Last Friday evening the U.S. Senate voted 93 to 1 to make it easier for homeowners with subprime loans to move to federally insured loans. The one “nay” vote was cast by our own Senator Kyl. I whole heartedly agree with his vote. If passed into law, this bill will be another taxpayer bailout; this time of mortgage lenders who made loans that should not have been made.
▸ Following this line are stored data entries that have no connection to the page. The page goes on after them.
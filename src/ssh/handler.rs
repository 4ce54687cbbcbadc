// Copyright 2025 Lablup Inc. and Jeongkyu Shin
//
// Licensed under the Apache License, Version 2.0 (the "License");
// you may not use this file except in compliance with the License.
// You may obtain a copy of the License at
//
//     http://www.apache.org/licenses/LICENSE-2.0
//
// Unless required by applicable law or agreed to in writing, software
// distributed under the License is distributed on an "AS IS" BASIS,
// WITHOUT WARRANTIES OR CONDITIONS OF ANY KIND, either express or implied.
// See the License for the specific language governing permissions and
// limitations under the License.

//! Server host-key trust policies and the russh client handler.

use std::path::PathBuf;

use russh::client::Handler;

use crate::error::Error;

/// How a server's host key is checked during connect.
///
/// The trust decision is injected at connect time; the permissive mode
/// is one explicit, clearly named policy among several, not the only
/// behavior.
#[derive(Debug, Clone, PartialEq, Eq)]
#[non_exhaustive]
pub enum HostKeyPolicy {
    /// Accept any host key. Vulnerable to man-in-the-middle attacks;
    /// every connect under this policy is logged at WARN.
    AcceptAll,
    /// base64 encoded key without the type prefix or hostname suffix
    /// (the type is already encoded).
    PinnedKey(String),
    /// Path to a public key file the server must present.
    PinnedKeyFile(PathBuf),
    /// Check against a specific known_hosts file.
    KnownHostsFile(PathBuf),
    /// Check against the user's default known_hosts.
    DefaultKnownHosts,
}

/// SSH client handler performing server key verification.
#[derive(Debug, Clone)]
pub struct SessionHandler {
    hostname: String,
    port: u16,
    policy: HostKeyPolicy,
}

impl SessionHandler {
    pub(crate) fn new(hostname: String, port: u16, policy: HostKeyPolicy) -> Self {
        Self {
            hostname,
            port,
            policy,
        }
    }

    fn verification_error(&self, reason: impl Into<String>) -> Error {
        Error::HostKeyVerification {
            host: self.hostname.clone(),
            reason: reason.into(),
        }
    }
}

impl Handler for SessionHandler {
    type Error = Error;

    async fn check_server_key(
        &mut self,
        server_public_key: &russh::keys::PublicKey,
    ) -> Result<bool, Self::Error> {
        match &self.policy {
            HostKeyPolicy::AcceptAll => {
                tracing::warn!(
                    host = %self.hostname,
                    "host key verification disabled, accepting any server key"
                );
                Ok(true)
            }
            HostKeyPolicy::PinnedKey(key) => {
                let pk = russh::keys::parse_public_key_base64(key)
                    .map_err(|e| self.verification_error(format!("invalid pinned key: {e}")))?;
                Ok(pk == *server_public_key)
            }
            HostKeyPolicy::PinnedKeyFile(path) => {
                let pk = russh::keys::load_public_key(path).map_err(|e| {
                    self.verification_error(format!("cannot load {}: {e}", path.display()))
                })?;
                Ok(pk == *server_public_key)
            }
            HostKeyPolicy::KnownHostsFile(path) => {
                let result = russh::keys::check_known_hosts_path(
                    &self.hostname,
                    self.port,
                    server_public_key,
                    path,
                )
                .map_err(|e| {
                    self.verification_error(format!("cannot check {}: {e}", path.display()))
                })?;
                Ok(result)
            }
            HostKeyPolicy::DefaultKnownHosts => {
                let result =
                    russh::keys::check_known_hosts(&self.hostname, self.port, server_public_key)
                        .map_err(|e| {
                            self.verification_error(format!("cannot check known_hosts: {e}"))
                        })?;
                Ok(result)
            }
        }
    }
}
The bill essentially shifts the financial risk from the borrower and lender to the federal government by loosening the credit requirements on FHA loans. As the Honorable Tom Patterson recently wrote, “Worse, the bailouts reinforce Americans' belief that the consequences of risky behavior should be borne by government. We can live in floodplains, go without medical insurance, or take on more debt that we can afford, knowing that if it doesn't work out, government will rescue us.”
I would hope most Republicans would be smart enough to reject the premise that these “loans” were made by predatory mortgage lenders interested in defrauding borrowers and forcing them to default so they could repossess their houses. Senator Charles Schumer of New York would have you believe these borrowers were “tricked” into unaffordable loans. Hey Chuck, lenders are not in the home ownership business.
No doubt, some mortgage originators were greedy and anxious to generate fees by writing subprime loans that could later be packaged into mortgage backed securities and sold off in the securities market. In total, these subprime loans represent only a very minute percentage of all the loans written during the housing boom.
Lenders who created the situation by issuing easy credit should be working with borrowers to resolve the problem and not looking to government to fix their problem. Many lenders have already or are in the process of implementing programs to do just that. As we have learned before, the government should let the free market work. President Reagan had it right when he said, “Government does not solve problems; it subsidizes them.”